Regal claims Brooklyn theater abruptly shuttered over failed lease negotiations
Madison International Realty says closure of 13-story megaplex was unanticipated
A week after the Regal UA Court Street & RPX movie theater in Downtown Brooklyn abruptly shuttered, its operator and landlord have offered differing explanations for the closure.
The theater at 106 Court Street appeared to be closed as of Jan. 18, as first reported by The Brooklyn Eagle. Sources later confirmed the closure to The Real Deal, but the move came with no warning or explanation.
Regal claimed in a Jan. 27 statement that it was not able to come to terms with its landlord, Madison International Realty, over renewing the property’s lease, thus forcing it to close.
“Unfortunately, Regal was not able to reach an agreement with the landlord on a fair and sustainable rent that would have allowed for the very significant renovation investment needed,” a Regal spokesperson said. “Since the term of the lease had ended and the negotiations with the landlord failed, we instead had to close the location.”
However, when approached by The Real Deal, Madison said the “unfortunate” closure was a shock and it is still working with Regal.

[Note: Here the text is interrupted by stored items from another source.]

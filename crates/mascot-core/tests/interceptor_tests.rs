// Host-side tests for link-click classification.

use mascot_core::*;

fn here() -> Url {
    Url::parse("https://starmy.example/talents?tab=all").unwrap()
}

fn classify(click: LinkClick) -> Interception {
    classify_click(&click, &here())
}

#[test]
fn same_origin_paths_are_intercepted() {
    assert_eq!(
        classify(LinkClick::new("/vtubers")),
        Interception::Transition("/vtubers".into())
    );
    assert_eq!(
        classify(LinkClick::new("https://starmy.example/news")),
        Interception::Transition("/news".into())
    );
    // relative to the current document
    assert_eq!(
        classify(LinkClick::new("gallery")),
        Interception::Transition("/gallery".into())
    );
    // same path, different query
    assert_eq!(
        classify(LinkClick::new("/talents?tab=new")),
        Interception::Transition("/talents?tab=new".into())
    );
}

#[test]
fn special_links_are_left_to_the_browser() {
    use IgnoreReason::*;
    let cases = [
        (LinkClick::default(), MissingHref),
        (LinkClick::new("   "), MissingHref),
        (LinkClick::new("#section"), Fragment),
        (LinkClick::new("mailto:x@y.com"), Mailto),
        (LinkClick::new("MAILTO:x@y.com"), Mailto),
        (LinkClick::new("https://other.example/vtubers"), CrossOrigin),
        (LinkClick::new("http://starmy.example/vtubers"), CrossOrigin),
        (LinkClick::new("https://starmy.example:8443/vtubers"), CrossOrigin),
        (LinkClick::new("javascript:void(0)"), CrossOrigin),
        (LinkClick::new("https://exa mple.com/"), Malformed),
        (LinkClick::new("/talents?tab=all"), SamePage),
        (LinkClick::new("/talents?tab=all#bio"), SamePage),
    ];
    for (click, reason) in cases {
        let href = click.href.clone();
        assert_eq!(
            classify_click(&click, &here()),
            Interception::Ignore(reason),
            "href {:?}",
            href
        );
    }
}

#[test]
fn new_tab_and_download_links_are_ignored() {
    let blank = LinkClick {
        target: Some("_blank".into()),
        ..LinkClick::new("/vtubers")
    };
    assert_eq!(classify(blank), Interception::Ignore(IgnoreReason::NewContext));

    let named = LinkClick {
        target: Some("preview".into()),
        ..LinkClick::new("/vtubers")
    };
    assert_eq!(classify(named), Interception::Ignore(IgnoreReason::NewContext));

    let own = LinkClick {
        target: Some("_self".into()),
        ..LinkClick::new("/vtubers")
    };
    assert!(classify(own).is_transition());

    let download = LinkClick {
        download: true,
        ..LinkClick::new("/press-kit.zip")
    };
    assert_eq!(classify(download), Interception::Ignore(IgnoreReason::Download));
}

#[test]
fn modified_and_auxiliary_clicks_are_ignored() {
    let ctrl = LinkClick {
        modified: true,
        ..LinkClick::new("/vtubers")
    };
    assert_eq!(classify(ctrl), Interception::Ignore(IgnoreReason::ModifiedClick));

    let middle = LinkClick {
        button: 1,
        ..LinkClick::new("/vtubers")
    };
    assert_eq!(classify(middle), Interception::Ignore(IgnoreReason::ModifiedClick));
}

#[test]
fn ignored_clicks_never_leave_idle() {
    let mut m = Mascot::new(MascotConfig::default(), Viewport::new(800.0, 600.0), 1).unwrap();
    let hrefs = [
        LinkClick::new("#section"),
        LinkClick::new("mailto:x@y.com"),
        LinkClick::new("https://elsewhere.example/"),
        LinkClick {
            target: Some("_blank".into()),
            ..LinkClick::new("/vtubers")
        },
    ];
    for (i, click) in hrefs.iter().enumerate() {
        let decision = m.intercept_click(click, &here(), &NoProbe, i as f64);
        assert!(!decision.is_transition());
        m.frame(i as f64 * 16.0);
        assert_eq!(m.phase(), Phase::Idle);
    }
}

#[test]
fn reduced_motion_skips_the_choreography_when_opted_in() {
    let mut config = MascotConfig::default();
    config.honor_reduced_motion = true;
    let mut m = Mascot::new(config, Viewport::new(800.0, 600.0), 1).unwrap();
    m.set_reduced_motion(true);
    assert_eq!(
        m.intercept_click(&LinkClick::new("/vtubers"), &here(), &NoProbe, 0.0),
        Interception::Ignore(IgnoreReason::ReducedMotion)
    );
    assert_eq!(m.phase(), Phase::Idle);

    // default: the preference is recorded but the transition still plays
    let mut m = Mascot::new(MascotConfig::default(), Viewport::new(800.0, 600.0), 1).unwrap();
    m.set_reduced_motion(true);
    assert!(m
        .intercept_click(&LinkClick::new("/vtubers"), &here(), &NoProbe, 0.0)
        .is_transition());
    assert_eq!(m.phase(), Phase::Moving);
}
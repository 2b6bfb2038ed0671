use mascot_core::NavigationError;
use wasm_bindgen::prelude::*;
use wasm_bindgen_futures::JsFuture;
use web_sys as web;

/// Performs the route change requested by the transition.
///
/// With a host hook (`navigate(path)`, may return a promise) the host's
/// router does the work. Without one the history API is used and a
/// `popstate` is dispatched so client routers pick the change up.
#[derive(Clone)]
pub struct Navigator {
    hook: Option<js_sys::Function>,
}

impl Navigator {
    pub fn new(hook: Option<js_sys::Function>) -> Self {
        Self { hook }
    }

    pub async fn navigate(&self, path: &str) -> Result<(), NavigationError> {
        match &self.hook {
            Some(hook) => {
                let ret = hook
                    .call1(&JsValue::NULL, &JsValue::from_str(path))
                    .map_err(describe)?;
                JsFuture::from(js_sys::Promise::resolve(&ret))
                    .await
                    .map(|_| ())
                    .map_err(describe)
            }
            None => push_history(path),
        }
    }
}

fn push_history(path: &str) -> Result<(), NavigationError> {
    let window = web::window().ok_or_else(|| NavigationError::Rejected("no window".into()))?;
    window
        .history()
        .and_then(|h| h.push_state_with_url(&JsValue::NULL, "", Some(path)))
        .map_err(describe)?;
    let ev = web::Event::new("popstate").map_err(describe)?;
    _ = window.dispatch_event(&ev);
    Ok(())
}

/// Full page load; the fallback when the router fails or hangs.
pub fn hard_redirect(path: &str) {
    log::warn!("[nav] hard redirect to {}", path);
    if let Some(w) = web::window() {
        if let Err(e) = w.location().set_href(path) {
            log::error!("[nav] redirect failed: {:?}", e);
        }
    }
}

fn describe(e: JsValue) -> NavigationError {
    let msg = e
        .as_string()
        .or_else(|| {
            e.dyn_ref::<js_sys::Error>()
                .map(|err| String::from(err.message()))
        })
        .unwrap_or_else(|| format!("{:?}", e));
    NavigationError::Rejected(msg)
}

“It is unfortunate that matters reached this conclusion and the theater was closed,” a spokesperson for Madison said. “We learned of the closing at the same time as the community.”
The landlord said it is “exploring all options for the theater, including continued occupancy by Regal under its existing lease.”
The future of the theater remains unclear, but its reputation as a longtime cultural mainstay of Downtown Brooklyn remains intact. Locals and previous customers of the 13-story megaplex told The New York Times they were shocked and saddened by the change to a landmark center of casual viewing and community, particularly among Black audiences.
The theater occupied 12 of those stories, including the cellar and subcellar. A two-story Barnes and Noble, located on the building’s first and second floors, remains open.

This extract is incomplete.